Evaluación vs. Autonomía

Ha habido, en los últimos tiempos particularmente, una estructuración cada vez mayor de la educación, que comienza a temprana edad y contínúa luego, y que funciona a través de exámenes.

Pasar exámenes puede ser de alguna utilidad tanto para la persona que está pasando el examen -para comprobar cuánto sabe, lo que ha logrado, etc- como para que los instructores se den cuenta qué es lo que hay que cambiar, mejorar, en el desarrollo del curso. Pero más allá de eso no dicen mucho.

Lo sé por mi experiencia de años, he estado en comités de admisión a programas de posgrado avanzado, tal vez uno de los programas más avanzados del mundo, y sí, desde luego, ponemos atención a los resultados de exámenes, pero realmente no mucha. Una persona puede tener resultados magníficos en todos los exámenes y entender muy poco. Todos los que hemos pasado por escuelas, colegios, universidades, sabemos eso. Se puede estar inscrito en un curso que no nos interesa para el que existe el requerimiento de pasar un examen, y se estudia para el examen, se logra pasarlo con la mejor nota y, dos semanas más tarde, no nos acordamos de mucho. Estoy seguro que todos hemos tenido esa experiencia.

Los exámenes pueden ser una herramienta útil si contribuyen a los fines constructivos de la educación, pero si sólo se tratan de una serie de obstáculos que hay que superar pueden no tanto carecer de sentido como distraernos de lo que queremos hacer. De hecho veo esto frecuentemente cuando hablo con profesores: hace un par de semanas estaba yo hablando con un grupo que incluía profesores de escuela y había una profesora de 6º grado, es decir, con alumnos de 10 a 12 años, que vino a hablar conmigo luego y me dijo que en su clase una niña le contó que estaba realmente interesada en un tema: le pedía consejo para aprender más al respecto, pero la maestra se vio obligada a decirle que no podía hacer eso, porque la niña debía estudiar para un examen a nivel nacional que se acercaba y que eso iba a determinar su futuro; la profesora no lo dijo, pero también iba a determinar el de ella, es decir, eso influiría para que la contrataran de nuevo.

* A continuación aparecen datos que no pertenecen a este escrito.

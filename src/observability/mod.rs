//! Observability subsystem.
//!
//! # Data Flow
//! ```text
//! TracingSink events and the crate's own diagnostics
//!     → tracing dispatcher
//!     → subscriber installed by logging.rs (or by the application)
//!     → stdout / aggregation
//! ```

pub mod logging;

pub use logging::init_tracing;
//! Shared utilities for integration tests.

#![allow(dead_code)]

use std::io;
use std::sync::{Arc, Mutex};

use kvlogr::{Clock, Fields, FilterPolicy, FixedClock, Level, Logger, Record, Sink, TextSink};

/// In-memory writer whose contents can be inspected after logging.
#[derive(Clone, Default)]
pub struct SharedBuffer(Arc<Mutex<Vec<u8>>>);

impl SharedBuffer {
    pub fn contents(&self) -> String {
        String::from_utf8(self.0.lock().unwrap().clone()).unwrap()
    }
}

impl io::Write for SharedBuffer {
    fn write(&mut self, buf: &[u8]) -> io::Result<usize> {
        self.0.lock().unwrap().extend_from_slice(buf);
        Ok(buf.len())
    }

    fn flush(&mut self) -> io::Result<()> {
        Ok(())
    }
}

/// A captured record, owned.
#[derive(Debug, Clone)]
pub struct Captured {
    pub level: Level,
    pub name: String,
    pub message: String,
    pub fields: Fields,
    pub error: Option<String>,
}

/// Sink that keeps every record it receives.
#[derive(Default)]
pub struct CaptureSink {
    records: Mutex<Vec<Captured>>,
}

impl CaptureSink {
    pub fn records(&self) -> Vec<Captured> {
        self.records.lock().unwrap().clone()
    }

    pub fn count(&self) -> usize {
        self.records.lock().unwrap().len()
    }
}

impl Sink for CaptureSink {
    fn emit(&self, record: &Record<'_>) {
        self.records.lock().unwrap().push(Captured {
            level: record.level,
            name: record.name.to_string(),
            message: record.message.to_string(),
            fields: record.fields.clone(),
            error: record.error.map(|e| e.to_string()),
        });
    }
}

/// 2015-12-15 00:00:00 UTC.
pub fn mock_clock() -> Arc<dyn Clock> {
    Arc::new(FixedClock::from_ymd(2015, 12, 15).unwrap())
}

/// A text logger writing into a buffer, with its own policy and a fixed clock.
pub fn text_logger(name: &str) -> (Logger, SharedBuffer, Arc<FilterPolicy>) {
    let buffer = SharedBuffer::default();
    let policy = Arc::new(FilterPolicy::new());
    let logger = Logger::new(name, Arc::new(TextSink::new(buffer.clone())), policy.clone())
        .with_clock(mock_clock());
    (logger, buffer, policy)
}

/// A logger feeding a capture sink.
pub fn capture_logger(name: &str) -> (Logger, Arc<CaptureSink>, Arc<FilterPolicy>) {
    let sink = Arc::new(CaptureSink::default());
    let policy = Arc::new(FilterPolicy::new());
    let logger = Logger::new(name, sink.clone(), policy.clone());
    (logger, sink, policy)
}
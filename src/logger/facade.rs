//! The caller-visible logger handle.

use std::error::Error;
use std::fmt;
use std::sync::Arc;

use crate::clock::{Clock, SystemClock};
use crate::fields::{Fields, Value};
use crate::logger::record::{Level, Record};
use crate::policy::FilterPolicy;
use crate::sink::Sink;

/// Name used when a root logger is created with an empty name.
pub const DEFAULT_NAME: &str = "root";

/// Context key carrying the verbosity level of a `v()` logger.
pub const VERBOSITY_KEY: &str = "v";

/// Immutable, chainable logger.
///
/// Every derived logger (`v`, `with_values`, `with_name`) is a new value
/// sharing the sink, policy and clock of its parent.
#[derive(Clone)]
pub struct Logger {
    state: State,
}

#[derive(Clone)]
enum State {
    Enabled(Active),
    Disabled,
}

#[derive(Clone)]
struct Active {
    name: String,
    context: Fields,
    sink: Arc<dyn Sink>,
    policy: Arc<FilterPolicy>,
    clock: Arc<dyn Clock>,
}

impl Logger {
    /// Create an enabled root logger.
    pub fn new(name: impl Into<String>, sink: Arc<dyn Sink>, policy: Arc<FilterPolicy>) -> Self {
        let mut name = name.into();
        if name.is_empty() {
            name = DEFAULT_NAME.to_string();
        }
        Self {
            state: State::Enabled(Active {
                name,
                context: Fields::new(),
                sink,
                policy,
                clock: Arc::new(SystemClock),
            }),
        }
    }

    /// A logger that discards everything.
    pub fn discard() -> Self {
        Self {
            state: State::Disabled,
        }
    }

    /// Replace the time source used to stamp records.
    pub fn with_clock(mut self, clock: Arc<dyn Clock>) -> Self {
        if let State::Enabled(active) = &mut self.state {
            active.clock = clock;
        }
        self
    }

    pub fn enabled(&self) -> bool {
        matches!(self.state, State::Enabled(_))
    }

    /// Dot-joined hierarchical name. `None` when disabled.
    pub fn name(&self) -> Option<&str> {
        match &self.state {
            State::Enabled(active) => Some(&active.name),
            State::Disabled => None,
        }
    }

    /// Accumulated context. `None` when disabled.
    pub fn context(&self) -> Option<&Fields> {
        match &self.state {
            State::Enabled(active) => Some(&active.context),
            State::Disabled => None,
        }
    }

    pub fn info(&self, msg: &str, kvs: impl Into<Fields>) {
        if let State::Enabled(active) = &self.state {
            active.emit(Level::Info, msg, kvs.into(), None);
        }
    }

    pub fn error(&self, err: &(dyn Error + 'static), msg: &str, kvs: impl Into<Fields>) {
        if let State::Enabled(active) = &self.state {
            active.emit(Level::Error, msg, kvs.into(), Some(err));
        }
    }

    /// A logger for records at verbosity `level`.
    ///
    /// Enabled only if the policy admits this logger's name at `level`; the
    /// result then carries `v=<level>` in its context.
    pub fn v(&self, level: u32) -> Logger {
        match &self.state {
            State::Enabled(active) if active.policy.enabled(&active.name, level) => {
                let mut next = active.clone();
                next.context.insert(VERBOSITY_KEY, Value::U64(u64::from(level)));
                Logger {
                    state: State::Enabled(next),
                }
            }
            _ => Logger::discard(),
        }
    }

    pub fn with_values(&self, kvs: impl Into<Fields>) -> Logger {
        match &self.state {
            State::Enabled(active) => {
                let mut next = active.clone();
                next.context.merge(kvs.into());
                Logger {
                    state: State::Enabled(next),
                }
            }
            State::Disabled => Logger::discard(),
        }
    }

    /// Append `segment` to the name. An empty segment leaves the name as is.
    pub fn with_name(&self, segment: &str) -> Logger {
        match &self.state {
            State::Enabled(active) => {
                let mut next = active.clone();
                if !segment.is_empty() {
                    next.name = format!("{}.{}", active.name, segment);
                }
                Logger {
                    state: State::Enabled(next),
                }
            }
            State::Disabled => Logger::discard(),
        }
    }
}

impl Active {
    fn emit(&self, level: Level, message: &str, kvs: Fields, error: Option<&(dyn Error + 'static)>) {
        let fields = if kvs.is_empty() {
            self.context.clone()
        } else {
            self.context.merged(kvs)
        };
        let record = Record {
            timestamp: self.clock.now(),
            level,
            name: &self.name,
            message,
            fields: &fields,
            error,
        };
        self.sink.emit(&record);
    }
}

impl fmt::Debug for Logger {
    fn fmt(&self, f: &mut fmt::Formatter<'_>) -> fmt::Result {
        match &self.state {
            State::Enabled(active) => f
                .debug_struct("Logger")
                .field("name", &active.name)
                .field("context", &active.context)
                .finish_non_exhaustive(),
            State::Disabled => f.write_str("Logger(disabled)"),
        }
    }
}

Ese sistema no es sino una preparación de los niños para pasar obstáculos, no para aprender, entender y explorar. Esa niña hubiera ganado mucho más si se le hubiera permitido explorar lo que le interesaba y tal vez no sacar una muy buena calificación en un examen de algo que no le interesaba.

Buenas calificaciones vienen por sí solas si el tema coincide con los intereses y preocupaciones del alumno. No digo que los exámenes deban eliminarse, pueden ser una herramienta educativa útil. Pero complementaria, algo que ayude a los estudiantes a mejorar por sí mismos, o para los instructores u otros que necesitemos saber acerca de lo que hacemos e indicarnos lo que debemos modificar.

Pasar exámenes no se puede ni comparar con buscar, investigar, dedicarse a temas que nos atraen y nos estimulan; esto último es mucho más práctico que pasar exámenes. Y, de hecho, si se nos da la oportunidad de este tipo de carrera educativa, el estudiante recordará lo que descubrió.

Un físico mundialmente famoso, aquí en el MIT daba, como muchos catedráticos, cursos a estudiantes nuevos. Un estudiante le preguntó qué temas se iban a cubrir durante el semestre y su respuesta fue: "No importa lo que se cubre, sino lo que se descubre". Y es correcto: la Enseñanza debe inspirar a los estudiantes a descubrir por sí mismos, a cuestionar cuando no estén de acuerdo, a buscar alternativas si creen que existen otras mejores, a revisar los grandes logros del pasado y aprenderlos porque les interesen.

Si la Enseñanza se hiciera así los estudiantes sacarían provecho de ello, y no sólo recordarían lo que estudiaron sino que lo utilizarían como una base para continuar aprendiendo por sí solos.

Una vez más: la educación debe estar dirigida a ayudar a los estudiantes a que lleguen a un punto en que aprendan por sí mismos, porque eso es lo que van a hacer durante la vida, no sólo absorber información dada por alguien y repetirla.